Nicolas Clément : « Être catholique, c’est croire que tout homme a une valeur »
Bénévole au Secours Catholique depuis 1993, Nicolas Clément intervenait aux Tribunes de la Presse, dans le cadre d’une conférence sur l’identité religieuse au sein d’une société laïque. A cette occasion, il revient sur le rôle que joue sa foi chrétienne dans son engagement auprès des plus démunis. Entretien.
Propos recueillis par Manon MORISSE et Isabelle VELOSO VIEIRA
A quel point diriez-vous que votre foi façonne votre identité individuelle ?
Nicolas Clément : Moi, je suis multi-appartenance. Ma foi est un élément très important de mon identité mais d’autres éléments y contribuent. C’est le cas de mon milieu, de ma famille, de ma formation, du travail que j’ai fait, de mon appartenance géographique avec Paris d’abord, la Normandie ensuite, puis l’Algérie où j’ai passé du temps et la Colombie où je suis né. Tous ces éléments se croisent pour arriver à mon identité, à ce que je suis aujourd’hui. Et ce croisement, en effet, a un soubassement chrétien catholique. Mais ce n’est pas la seule dimension, même si cela a une grande importance.

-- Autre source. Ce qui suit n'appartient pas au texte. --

//! Node configuration loaded from environment variables and command-line flags.

use anyhow::{Context, Result};
use std::net::SocketAddr;
use std::time::Duration;
use tracing::Level;

use crate::search::types::DEFAULT_PAGE_SIZE;

#[derive(Debug, Clone)]
pub struct Config {
    /// HTTP bind address.
    pub bind_addr: SocketAddr,

    /// Base URL of a node serving `/internal/index/*`. `None` keeps the index in-process.
    pub index_store_url: Option<String>,

    /// Per-request timeout for the remote index store.
    pub store_timeout: Duration,

    /// `page_size` used when a search request does not set one.
    pub default_page_size: i64,

    /// Interval of the index statistics reporter. Zero disables it.
    pub stats_interval: Duration,

    pub log_level: Level,
}

impl Config {
    /// Load configuration from environment variables.
    ///
    /// Optional:
    /// - `SEARCHER_BIND`: HTTP bind address (default: "127.0.0.1:4567")
    /// - `INDEX_STORE_URL`: Remote index store base URL (default: in-process store)
    /// - `INDEX_STORE_TIMEOUT_MS`: Remote store request timeout (default: 500)
    /// - `SEARCH_PAGE_SIZE`: Default search page size (default: 10)
    /// - `STATS_INTERVAL_SECS`: Index stats reporting interval, 0 disables (default: 5)
    /// - `LOG_LEVEL`: trace, debug, info, warn or error (default: "info")
    pub fn from_env() -> Result<Self> {
        Self::from_lookup(|key| std::env::var(key).ok())
    }

    pub fn from_lookup<F>(lookup: F) -> Result<Self>
    where
        F: Fn(&str) -> Option<String>,
    {
        let bind_addr: SocketAddr = lookup("SEARCHER_BIND")
            .unwrap_or_else(|| "127.0.0.1:4567".to_string())
            .parse::<SocketAddr>()
            .context("SEARCHER_BIND must be an <ip>:<port> address")?;

        let index_store_url = lookup("INDEX_STORE_URL")
            .map(|url| url.trim().trim_end_matches('/').to_string())
            .filter(|url| !url.is_empty());

        let store_timeout_ms: u64 = parse_or(&lookup, "INDEX_STORE_TIMEOUT_MS", 500)?;

        let default_page_size: i64 = parse_or(&lookup, "SEARCH_PAGE_SIZE", DEFAULT_PAGE_SIZE)?;
        if default_page_size < 1 {
            anyhow::bail!("SEARCH_PAGE_SIZE must be >= 1, got {}", default_page_size);
        }

        let stats_interval_secs: u64 = parse_or(&lookup, "STATS_INTERVAL_SECS", 5)?;

        let log_level = match lookup("LOG_LEVEL") {
            Some(level) => level
                .parse::<Level>()
                .map_err(|_| anyhow::anyhow!("LOG_LEVEL is not a valid level: {}", level))?,
            None => Level::INFO,
        };

        Ok(Self {
            bind_addr,
            index_store_url,
            store_timeout: Duration::from_millis(store_timeout_ms),
            default_page_size,
            stats_interval: Duration::from_secs(stats_interval_secs),
            log_level,
        })
    }

    /// Applies `--bind <addr:port>` and `--store <url>` overrides.
    pub fn apply_args(&mut self, args: &[String]) -> Result<()> {
        let mut i = 1;
        while i < args.len() {
            match args[i].as_str() {
                "--bind" => {
                    let value = args.get(i + 1).context("--bind requires a value")?;
                    self.bind_addr = value
                        .parse::<SocketAddr>()
                        .context("--bind must be <ip>:<port>")?;
                    i += 2;
                }
                "--store" => {
                    let value = args.get(i + 1).context("--store requires a value")?;
                    self.index_store_url = Some(value.trim().trim_end_matches('/').to_string())
                        .filter(|url| !url.is_empty());
                    i += 2;
                }
                _ => {
                    i += 1;
                }
            }
        }
        Ok(())
    }
}

fn parse_or<F, T>(lookup: &F, key: &str, default: T) -> Result<T>
where
    F: Fn(&str) -> Option<String>,
    T: std::str::FromStr,
    <T as std::str::FromStr>::Err: std::fmt::Display,
{
    match lookup(key) {
        Some(raw) => raw
            .trim()
            .parse()
            .map_err(|e| anyhow::anyhow!("{} is invalid ({}): {}", key, raw, e)),
        None => Ok(default),
    }
}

Qu’est-ce qui vous anime dans la religion et la foi chrétienne ?
N. C. : L’idée du Christ et de l’homme est, pour moi, essentielle. Il y a un poète chrétien qui s’appelle Patrice de la Tour du Pin qui dit : “ tout homme est une histoire sacrée. L’homme est à l’image de Dieu.” Le chrétien doit considérer que tout homme est une histoire sacrée, autrement dit, même le plus sale type a une humanité. De mon point de vue de chrétien, je dois continuer à le considérer comme homme. Un chrétien doit aussi être quelqu’un qui va à la rencontre de l’autre. Nous avons vraiment besoin d’être confronté à nos différences de temps en temps, et même parfois de s’engueuler.

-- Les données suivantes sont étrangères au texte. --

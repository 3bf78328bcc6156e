//! Index Store Abstraction
//!
//! The inverted index is kept in an ordered-append key-value structure: every
//! normalized term owns one append-only list of post IDs. The indexer and the search
//! service only ever talk to the store through the [`IndexStore`] trait, so the
//! backing can be the in-process [`MemoryIndexStore`](super::memory::MemoryIndexStore)
//! or another node reached through [`RemoteIndexStore`](super::remote::RemoteIndexStore).

use crate::error::Result;

use async_trait::async_trait;
use std::sync::Arc;

/// Caller-assigned post identifier. Not required to be unique.
pub type PostId = u64;

/// Shared handle injected into the indexer, search service and HTTP layer.
pub type SharedIndexStore = Arc<dyn IndexStore>;

#[async_trait]
pub trait IndexStore: Send + Sync {
    /// Pushes `post_id` to the end of the posting list for `term`, creating it if absent.
    ///
    /// Must be atomic with respect to other appends to the same term.
    async fn append(&self, term: &str, post_id: PostId) -> Result<()>;

    /// Returns the inclusive slice `[start, end]` of the posting list for `term`.
    ///
    /// Negative indices count from the end (`-1` is the last element). An absent
    /// term yields an empty vector.
    async fn range(&self, term: &str, start: i64, end: i64) -> Result<Vec<PostId>>;

    /// Drops every posting list.
    async fn clear_all(&self) -> Result<()>;
}

/// Resolves inclusive, possibly negative list indices against a list of `len` entries.
///
/// Returns the half-open `start..end` bounds to slice with, or `None` when the
/// requested window is empty. Out-of-range bounds are clamped.
pub fn resolve_range(len: usize, start: i64, end: i64) -> Option<(usize, usize)> {
    let len = i64::try_from(len).ok()?;
    if len == 0 {
        return None;
    }

    let start = if start < 0 { len.saturating_add(start) } else { start }.max(0);
    let end = if end < 0 { len.saturating_add(end) } else { end }.min(len - 1);

    if start > end {
        return None;
    }

    Some((start as usize, end as usize + 1))
}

Dans votre livre, Une soirée et une nuit (presque) ordinaires avec les sans-abris, publié en 2015*, vous expliquez votre engagement au Secours Catholique ainsi : “Alors, par éducation, par foi, par conviction, j’ai voulu tenter la rencontre avec ces personnes”. Expliquez-nous ce qui motive votre engagement auprès des plus démunis.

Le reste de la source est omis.